# Liability Insurance.....TreeServiceInsurance.com? ArborMAX?



## 802climber (Sep 3, 2011)

I am a contract climber, also have my own very small tree service.
Wanting to get 1000000 in general liability insurance.
I have 2 years of real experience.. I'm not gonna lie and say I have 5 or 10 or 12.....

I am waiting to hear back from NACUAA (treeserviceinsurance.com)

Just found out about ArborMAX which looks quite promising. I can't tell if TCIA membership is required.


Does anybody have experience with these companies? These seem to be the two options for tree service specific insurance.
Are they both legit? Do they both offer nationwide coverage? Which is best to meet my needs?

NACUAA/treeserviceinsurance has several broken links (important ones) on their website and did not get back to me the day they said they would....

Any advice is much appreciated!


----------



## 802climber (Sep 5, 2011)

So.......Treeserviceinsurance.com wants 1400 a year and I have to pay the whole premium up front.

Can't get much info on Arbormax because it won't let me log in.

I want to pay monthly or quarterly, is this unheard of for commercial insurance?

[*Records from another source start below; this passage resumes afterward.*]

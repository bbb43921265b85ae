//! In-memory cash asset.
//!
//! [`MemoryCash`] implements [`CashAsset`] with plain maps and no
//! persistence. It stands in for the external token contract in tests and
//! in the scenario runner.

use std::collections::HashMap;

use drops_core::constants::UNLIMITED_ALLOWANCE;
use drops_core::error::CashError;
use drops_core::traits::CashAsset;
use drops_core::types::Address;
use tracing::trace;

/// A fungible asset with balances and allowances held in memory.
#[derive(Debug, Clone)]
pub struct MemoryCash {
    name: String,
    symbol: String,
    decimals: u8,
    total_supply: u128,
    balances: HashMap<Address, u128>,
    allowances: HashMap<(Address, Address), u128>,
}

impl MemoryCash {
    /// Create an asset with no supply.
    pub fn new(name: impl Into<String>, symbol: impl Into<String>, decimals: u8) -> Self {
        Self {
            name: name.into(),
            symbol: symbol.into(),
            decimals,
            total_supply: 0,
            balances: HashMap::new(),
            allowances: HashMap::new(),
        }
    }

    pub fn name(&self) -> &str {
        &self.name
    }

    pub fn symbol(&self) -> &str {
        &self.symbol
    }

    pub fn total_supply(&self) -> u128 {
        self.total_supply
    }

    /// Create `amount` new units for `to`.
    pub fn issue(&mut self, to: &Address, amount: u128) -> Result<(), CashError> {
        let supply = self.total_supply.checked_add(amount).ok_or(CashError::Overflow)?;
        let balance = self.balance_of(to).checked_add(amount).ok_or(CashError::Overflow)?;
        self.total_supply = supply;
        self.balances.insert(*to, balance);
        Ok(())
    }

    /// Let `spender` pull up to `amount` from `owner`.
    ///
    /// [`UNLIMITED_ALLOWANCE`] is never decremented.
    pub fn approve(&mut self, owner: &Address, spender: &Address, amount: u128) {
        self.allowances.insert((*owner, *spender), amount);
    }

    fn move_funds(&mut self, sender: &Address, recipient: &Address, amount: u128) -> Result<(), CashError> {
        let have = self.balance_of(sender);
        if have < amount {
            return Err(CashError::InsufficientBalance { have, need: amount });
        }
        if sender == recipient {
            return Ok(());
        }
        // Cannot overflow: both balances are bounded by total supply.
        let credited = self.balance_of(recipient) + amount;
        self.balances.insert(*sender, have - amount);
        self.balances.insert(*recipient, credited);
        trace!(%sender, %recipient, amount, "cash moved");
        Ok(())
    }
}

impl CashAsset for MemoryCash {
    fn decimals(&self) -> u8 {
        self.decimals
    }

    fn balance_of(&self, owner: &Address) -> u128 {
        self.balances.get(owner).copied().unwrap_or(0)
    }

    fn allowance(&self, owner: &Address, spender: &Address) -> u128 {
        self.allowances.get(&(*owner, *spender)).copied().unwrap_or(0)
    }

    fn transfer(&mut self, sender: &Address, recipient: &Address, amount: u128) -> Result<(), CashError> {
        self.move_funds(sender, recipient, amount)
    }

    fn transfer_from(
        &mut self,
        spender: &Address,
        owner: &Address,
        recipient: &Address,
        amount: u128,
    ) -> Result<(), CashError> {
        let allowed = self.allowance(owner, spender);
        if allowed < amount {
            return Err(CashError::InsufficientAllowance { have: allowed, need: amount });
        }
        self.move_funds(owner, recipient, amount)?;
        if allowed != UNLIMITED_ALLOWANCE {
            self.allowances.insert((*owner, *spender), allowed - amount);
        }
        Ok(())
    }
}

Can anybody help me? I know there aren't that many companies that offer this type of insurance.


----------



## lxt (Sep 5, 2011)

You will pay annually in most cases, remember this isnt car insurance.......... if they allowed monthly payments it would be hard to provide certificates upon request that would be legitimate!..... besides most guys in your situation who own a small tree service should already have Gen.Liability.....? this tells me you are running without & have been since you`ve been in Biz!



LXT.............


----------



## Bowhunter01 (Sep 6, 2011)

I've got Arbormax. It seems like a good policy/company. Had to pay in full in advance. Covers every aspect of my business though, including grading.


----------